But the really funky part of where Flirtomatic has truly shown the way for the 10 billion dollar social networking industry worldwide (over 2/3 of the revenues is generated on the mobile side, obviously, most of the Facebooks and YouTubes and Twitters are very poor at generating revenues while mobile social networking is usually very lucrative), is with what Mark Curtis labeled as "ego services". Paid premium services that deal with the users' ego. For example your ratings. All Flirtomatic members can rate each other so you get 5 stars or 3 stars or perhaps you get 1 star. Nobody wants bad scores, and it is typical of human relationships that sometimes there is unfair play, perhaps "revenge" etc. So you have mostly great scores and the one 1 star review spoiling your record. Wouldn't you want to be able to just eliminate that bad score? With Flirtomatic you can. They call it "delete your freak". But obviously you need to pay (I wish I could delete one freaky review of one of my books on Amazon ha-ha).

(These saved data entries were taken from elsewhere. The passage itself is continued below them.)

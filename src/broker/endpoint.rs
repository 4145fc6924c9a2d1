//! Broker endpoint URIs and session identities

use super::BrokerError;
use chrono::{DateTime, TimeZone, Utc};
use std::fmt;
use std::sync::atomic::{AtomicI64, Ordering};

/// Where the broker lives and whether to speak TLS to it
#[derive(Debug, Clone, PartialEq, Eq)]
pub struct Endpoint {
    pub host: String,
    pub port: u16,
    pub tls: bool,
}

impl Endpoint {
    /// Parse `scheme://host[:port][/...]`.
    ///
    /// `tcp`/`mqtt` are plain (default port 1883), `ssl`/`mqtts` use TLS
    /// (default port 8883). Without a scheme the URI is treated as `tcp`.
    pub fn parse(uri: &str) -> Result<Self, BrokerError> {
        let uri = uri.trim();
        let invalid = |reason: &str| BrokerError::InvalidEndpoint(format!("{}: {}", uri, reason));

        let (scheme, rest) = match uri.split_once("://") {
            Some((scheme, rest)) => (scheme.to_ascii_lowercase(), rest),
            None => ("tcp".to_string(), uri),
        };

        let (tls, default_port) = match scheme.as_str() {
            "tcp" | "mqtt" => (false, 1883),
            "ssl" | "mqtts" | "tls" => (true, 8883),
            other => return Err(invalid(&format!("unsupported scheme {:?}", other))),
        };

        let authority = rest.split('/').next().unwrap_or_default();
        let (host, port) = if let Some(bracketed) = authority.strip_prefix('[') {
            // [v6addr]:port
            let (host, after) = bracketed
                .split_once(']')
                .ok_or_else(|| invalid("unterminated IPv6 address"))?;
            let port = match after.strip_prefix(':') {
                Some(port) => Some(port),
                None if after.is_empty() => None,
                None => return Err(invalid("garbage after IPv6 address")),
            };
            (host, port)
        } else {
            match authority.rsplit_once(':') {
                Some((host, port)) => (host, Some(port)),
                None => (authority, None),
            }
        };

        if host.is_empty() {
            return Err(invalid("missing host"));
        }

        let port = match port {
            Some(port) => port
                .parse::<u16>()
                .map_err(|_| invalid(&format!("bad port {:?}", port)))?,
            None => default_port,
        };

        Ok(Self {
            host: host.to_string(),
            port,
            tls,
        })
    }
}

impl fmt::Display for Endpoint {
    fn fmt(&self, f: &mut fmt::Formatter<'_>) -> fmt::Result {
        let scheme = if self.tls { "ssl" } else { "tcp" };
        if self.host.contains(':') {
            write!(f, "{}://[{}]:{}", scheme, self.host, self.port)
        } else {
            write!(f, "{}://{}:{}", scheme, self.host, self.port)
        }
    }
}

/// Last creation timestamp handed out in this process
static LAST_ISSUED_MS: AtomicI64 = AtomicI64::new(0);

/// Broker client identifier: principal name plus session creation time
#[derive(Debug, Clone, PartialEq, Eq)]
pub struct SessionIdentity {
    principal: String,
    created_at_ms: i64,
}

impl SessionIdentity {
    /// New identity stamped with the current time.
    ///
    /// Two identities created in the same millisecond get distinct stamps, so
    /// reconnect attempts from this device never collide on the broker.
    pub fn new(principal: &str) -> Self {
        let now = Utc::now().timestamp_millis();
        let mut last = LAST_ISSUED_MS.load(Ordering::SeqCst);
        let stamp = loop {
            let next = now.max(last + 1);
            match LAST_ISSUED_MS.compare_exchange(last, next, Ordering::SeqCst, Ordering::SeqCst) {
                Ok(_) => break next,
                Err(actual) => last = actual,
            }
        };
        Self::from_parts(principal, stamp)
    }

    pub fn from_parts(principal: &str, created_at_ms: i64) -> Self {
        Self {
            principal: principal.to_string(),
            created_at_ms,
        }
    }

    pub fn client_id(&self) -> String {
        format!("{}-relay-client-{}", self.principal, self.created_at_ms)
    }

    pub fn created_at(&self) -> Option<DateTime<Utc>> {
        Utc.timestamp_millis_opt(self.created_at_ms).single()
    }
}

This also is a class of services, there are many. Another is to pay to reveal who gave you that score, whether particularly good score (really loves me) or particlarly bad score. But pay to reveal. Yes. Ego-services, a true innovation by Flirtomatic.

AUCTIONED USER ADS

And they keep on and on. So while yes, there are banner ads on Flirtomatic and yes, traditional brands as advertisers; and Flirtomatic has also pioneered virtual branded gifting; the most amazing part is how they've brought auctioned ads to the service. They started with the First Face. If you want to be the first picture all Flirtomatic users see when they log into the service, that is easy to do. Bid on it. outbid the others, and you are the First Face for the next 6 hours. You'll definitely gain new friends in the next 6 hours, fastest fingers first...

Now they've just today announced Flirt-Words, a variant on adsense type of auctioned words, rented for the next 24 hours to the member who bids the most. Want to own "cool" or "sexy" or "fun" for the next day, when Flirtomatic members search the service? If you win the bid, you get it and be prepared for incoming messages from new friends.

GRAND PRIX OF NEW MEDIA AWARDS

We love Flirtomatic. It is the most fun side of our thesis that communities dominate, and we really do appreciate it, that Flirtomatic keeps validating that you can make money on social networking (primarily on the mobile side, obviously). Last week the New Media Age, a UK publication focusing on digital media but with a strong history and focus on the internet side, had its annual awards. Flirtomatic was not only the mobile winner, but given the Grand Prix top prize of the gala event. I wish I could have been there but we joined very warmly celebrating with Flirtomatic via Twitter and Forum Oxford and now here at the CDB blog. Congratulations to all at Flirtomatic.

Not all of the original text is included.